• [TASK] Reproduce the records exactly through the line with "for unknown operations.".

• [EXERCISE DATA]
____

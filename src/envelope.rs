// Copyright (c) 2025-2026 Adrian Robinson. Licensed under the AGPL-3.0.
// See LICENSE file in the project root for full license text.

//! Wire format for announcements.
//!
//! Every bus message is one self-contained JSON envelope:
//!
//! ```text
//! { "op": "load" | "clear" | "set" | "delete", "payload": <optional> }
//! ```
//!
//! An omitted `payload` decodes as absent. The payload shape depends on the
//! operation and the cache variant:
//!
//! | op | value cache | hash cache |
//! |----|-------------|------------|
//! | `load` | reload id (string) | reload id (string) |
//! | `clear` | absent | absent |
//! | `set` | serialized value | `[field, serialized value]` |
//! | `delete` | - | serialized field |
//!
//! `"reload"` is accepted as a synonym of `"load"` when decoding. Unknown
//! operations decode fine and are reported by [`Envelope::tag`] as `None`.

use crate::error::{ReplicaError, Result};
use serde::de::DeserializeOwned;
use serde::{Deserialize, Serialize};
use serde_json::Value;

/// Operation carried by an envelope.
#[derive(Debug, Clone, Copy, PartialEq, Eq, Hash)]
pub enum OpTag {
    /// Full reload from the store.
    Load,
    /// Reset to the variant's empty state.
    Clear,
    /// Assign a value (or field).
    Set,
    /// Remove a field.
    Delete,
}

impl OpTag {
    /// Wire name.
    pub fn as_str(&self) -> &'static str {
        match self {
            OpTag::Load => "load",
            OpTag::Clear => "clear",
            OpTag::Set => "set",
            OpTag::Delete => "delete",
        }
    }

    /// Parse a wire name; `None` for unknown operations.
    pub fn parse(s: &str) -> Option<Self> {
        match s {
            "load" | "reload" => Some(OpTag::Load),
            "clear" => Some(OpTag::Clear),
            "set" => Some(OpTag::Set),
            "delete" => Some(OpTag::Delete),
            _ => None,
        }
    }
}

impl std::fmt::Display for OpTag {
    fn fmt(&self, f: &mut std::fmt::Formatter<'_>) -> std::fmt::Result {
        f.write_str(self.as_str())
    }
}

/// A decoded (or to-be-encoded) bus message.
#[derive(Debug, Clone, PartialEq, Serialize, Deserialize)]
pub struct Envelope {
    pub op: String,
    #[serde(default, skip_serializing_if = "Option::is_none")]
    pub payload: Option<Value>,
}

impl Envelope {
    pub fn new(tag: OpTag, payload: Option<Value>) -> Self {
        Self {
            op: tag.as_str().to_string(),
            payload,
        }
    }

    /// Known operation, or `None` if this replica does not understand it.
    pub fn tag(&self) -> Option<OpTag> {
        OpTag::parse(&self.op)
    }

    pub fn encode(&self) -> Result<Vec<u8>> {
        serde_json::to_vec(self).map_err(|e| ReplicaError::Decode(format!("encode failed: {}", e)))
    }

    pub fn decode(bytes: &[u8]) -> Result<Self> {
        serde_json::from_slice(bytes).map_err(|e| ReplicaError::Decode(e.to_string()))
    }

    /// Deserialize the payload into the operation's typed shape.
    ///
    /// An absent payload is treated as JSON `null`.
    pub fn payload_as<P: DeserializeOwned>(&self) -> Result<P> {
        let value = self.payload.clone().unwrap_or(Value::Null);
        serde_json::from_value(value).map_err(|e| {
            ReplicaError::Decode(format!("invalid payload for op '{}': {}", self.op, e))
        })
    }
}
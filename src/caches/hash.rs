// Copyright (c) 2025-2026 Adrian Robinson. Licensed under the AGPL-3.0.
// See LICENSE file in the project root for full license text.

//! Field cache over one store hash.
//!
//! The in-memory state is a map from field key to value. A `load` replaces
//! the whole map with what the store holds: fields removed elsewhere
//! disappear rather than lingering.
//!
//! Field names pass through the codec both ways, so the key used in memory
//! may differ from the field name stored in the hash (see
//! [`FieldCodec::compose_field`] and [`FieldCodec::revive_field`]).

use crate::codec::{FieldArgs, FieldCodec, JsonCodec};
use crate::config::CacheOptions;
use crate::connection::Connections;
use crate::error::{ReplicaError, Result};
use crate::replica::{ListenerId, Operation, Replica, ReplicaVariant, VariantOperation};
use crate::envelope::OpTag;
use crate::store::{single_reply, Command, Reply};
use serde::de::DeserializeOwned;
use serde::Serialize;
use serde_json::Value;
use std::collections::HashMap;
use std::marker::PhantomData;
use tokio::sync::watch;

/// Reducer for a hash of fields.
pub struct HashReducer<T, C> {
    key: String,
    codec: C,
    _value: PhantomData<fn() -> T>,
}

impl<T, C> HashReducer<T, C> {
    pub fn new(key: impl Into<String>, codec: C) -> Self {
        Self {
            key: key.into(),
            codec,
            _value: PhantomData,
        }
    }

    pub fn key(&self) -> &str {
        &self.key
    }

    pub fn codec(&self) -> &C {
        &self.codec
    }
}

impl<T, C: FieldCodec<T>> HashReducer<T, C> {
    fn revive(&self, field: &str, raw: &str) -> Result<(String, T)> {
        Ok((self.codec.revive_field(field), self.codec.revive_value(raw)?))
    }
}

impl<T, C> ReplicaVariant for HashReducer<T, C>
where
    T: Clone + Send + Sync + 'static,
    C: FieldCodec<T>,
{
    type State = HashMap<String, T>;
    /// Raw field/value pairs.
    type Load = Vec<(String, String)>;
    /// Raw `[field, value]`.
    type Set = (String, String);
    /// Raw field name.
    type Delete = String;

    fn kind(&self) -> &'static str {
        "hash"
    }

    fn initial_state(&self) -> HashMap<String, T> {
        HashMap::new()
    }

    fn load_commands(&self) -> Vec<Command> {
        vec![Command::HGetAll {
            key: self.key.clone(),
        }]
    }

    fn clear_commands(&self) -> Vec<Command> {
        vec![Command::Del {
            key: self.key.clone(),
        }]
    }

    fn parse_load(&self, replies: Vec<Reply>) -> Result<Vec<(String, String)>> {
        single_reply(replies, "HGETALL")?.into_fields()
    }

    fn reduce(
        &self,
        state: &HashMap<String, T>,
        operation: VariantOperation<Self>,
    ) -> Result<HashMap<String, T>> {
        match operation {
            Operation::Load(fields) => fields
                .iter()
                .map(|(field, raw)| self.revive(field, raw))
                .collect(),
            Operation::Set((field, raw)) => {
                let (key, value) = self.revive(&field, &raw)?;
                let mut next = state.clone();
                next.insert(key, value);
                Ok(next)
            }
            Operation::Delete(field) => {
                let mut next = state.clone();
                next.remove(&self.codec.revive_field(&field));
                Ok(next)
            }
            Operation::Clear => Ok(HashMap::new()),
        }
    }
}

/// A replicated map of fields to values of type `T`.
pub struct HashCache<T, C = JsonCodec>
where
    T: Clone + Send + Sync + 'static,
    C: FieldCodec<T>,
{
    replica: Replica<HashReducer<T, C>>,
}

impl<T> HashCache<T, JsonCodec>
where
    T: Serialize + DeserializeOwned + Clone + Send + Sync + 'static,
{
    /// Create a JSON-encoded hash cache. Nothing is loaded yet.
    pub async fn new(connections: &Connections, options: CacheOptions) -> Result<Self> {
        Self::with_codec(connections, options, JsonCodec).await
    }
}

impl<T, C> HashCache<T, C>
where
    T: Clone + Send + Sync + 'static,
    C: FieldCodec<T>,
{
    pub async fn with_codec(connections: &Connections, options: CacheOptions, codec: C) -> Result<Self> {
        options.validate()?;
        let reload_timeout = options.reload_timeout_duration();
        let variant = HashReducer::new(options.key, codec);
        let replica = Replica::new(connections, options.topic, variant, reload_timeout).await?;
        Ok(Self { replica })
    }

    pub fn key(&self) -> &str {
        self.replica.variant().key()
    }

    pub fn topic(&self) -> &str {
        self.replica.topic()
    }

    /// Snapshot of every field.
    pub fn get(&self) -> HashMap<String, T> {
        self.replica.get()
    }

    /// Current value of one field.
    pub fn get_field(&self, key: &str) -> Option<T> {
        self.state_receiver().borrow().get(key).cloned()
    }

    pub fn state_receiver(&self) -> watch::Receiver<HashMap<String, T>> {
        self.replica.state_receiver()
    }

    pub fn subscribe(
        &self,
        listener: impl Fn(&HashMap<String, T>) + Send + Sync + 'static,
    ) -> ListenerId {
        self.replica.subscribe(listener)
    }

    pub fn unsubscribe(&self, id: ListenerId) -> bool {
        self.replica.unsubscribe(id)
    }

    pub fn on_error(&self, listener: impl Fn(&ReplicaError) + Send + Sync + 'static) -> ListenerId {
        self.replica.on_error(listener)
    }

    /// Re-read the hash from the store (local only).
    pub async fn load(&self) -> Result<()> {
        self.replica.load().await
    }

    /// Replace the whole hash with `values` and wait until this cache has
    /// reloaded it.
    ///
    /// Every value is composed before anything is written, so a codec
    /// failure leaves the store untouched. An empty map just clears.
    pub async fn initialize(&self, values: &HashMap<String, T>) -> Result<()> {
        let mut args = Vec::with_capacity(values.len() * 2);
        for (field, value) in values {
            args.extend(self.compose(field, value)?.into_args());
        }

        let writes = if args.is_empty() {
            Vec::new()
        } else {
            vec![Command::HSet {
                key: self.key().to_string(),
                args,
            }]
        };
        self.replica.initialize(writes).await
    }

    /// Delete the hash; with `broadcast`, every replica resets to empty.
    pub async fn clear(&self, broadcast: bool) -> Result<()> {
        self.replica.clear(broadcast).await
    }

    /// Store one field and announce it.
    pub async fn set(&self, field: &str, value: &T) -> Result<()> {
        let args = self.compose(field, value)?;
        let payload = Value::from(vec![args.field().to_string(), args.value().to_string()]);
        let write = Command::HSet {
            key: self.key().to_string(),
            args: args.into_args(),
        };
        self.replica.publish(OpTag::Set, Some(payload), vec![write]).await
    }

    /// Remove one field and announce it. Deleting a missing field is a no-op
    /// for the state.
    pub async fn delete(&self, field: &str) -> Result<()> {
        let stored = self.replica.variant().codec().compose_field(field);
        let write = Command::HDel {
            key: self.key().to_string(),
            fields: vec![stored.clone()],
        };
        self.replica
            .publish(OpTag::Delete, Some(Value::String(stored)), vec![write])
            .await
    }

    /// Leave the topic.
    pub async fn shutdown(&self) -> Result<()> {
        self.replica.shutdown().await
    }

    fn compose(&self, field: &str, value: &T) -> Result<FieldArgs> {
        let codec = self.replica.variant().codec();
        FieldArgs::from_composed(codec.compose(field, value)?, &codec.compose_field(field))
    }
}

____

• [OUTPUT FOR THIS TASK]
filename src/envelope.rs
// Copyright (c) 2025-2026 Adrian Robinson. Licensed under the AGPL-3.0.
// See LICENSE file in the project root for full license text.

//! Wire format for announcements.
//!
//! Every bus message is one self-contained JSON envelope:
//!
//! ```text
//! { "op": "load" | "clear" | "set" | "delete", "payload": <optional> }
//! ```
//!
//! An omitted `payload` decodes as absent. The payload shape depends on the
//! operation and the cache variant:
//!
//! | op | value cache | hash cache |
//! |----|-------------|------------|
//! | `load` | reload id (string) | reload id (string) |
//! | `clear` | absent | absent |
//! | `set` | serialized value | `[field, serialized value]` |
//! | `delete` | - | serialized field |
//!
//! `"reload"` is accepted as a synonym of `"load"` when decoding. Unknown
//! operations decode fine and are reported by [`Envelope::tag`] as `None`.

use crate::error::{ReplicaError, Result};
use serde::de::DeserializeOwned;
use serde::{Deserialize, Serialize};
use serde_json::Value;

/// Operation carried by an envelope.
#[derive(Debug, Clone, Copy, PartialEq, Eq, Hash)]
pub enum OpTag {
    /// Full reload from the store.
    Load,
    /// Reset to the variant's empty state.
    Clear,
    /// Assign a value (or field).
    Set,
    /// Remove a field.
    Delete,
}

impl OpTag {
    /// Wire name.
    pub fn as_str(&self) -> &'static str {
        match self {
            OpTag::Load => "load",
            OpTag::Clear => "clear",
            OpTag::Set => "set",
            OpTag::Delete => "delete",
        }
    }

    /// Parse a wire name; `None` for unknown operations.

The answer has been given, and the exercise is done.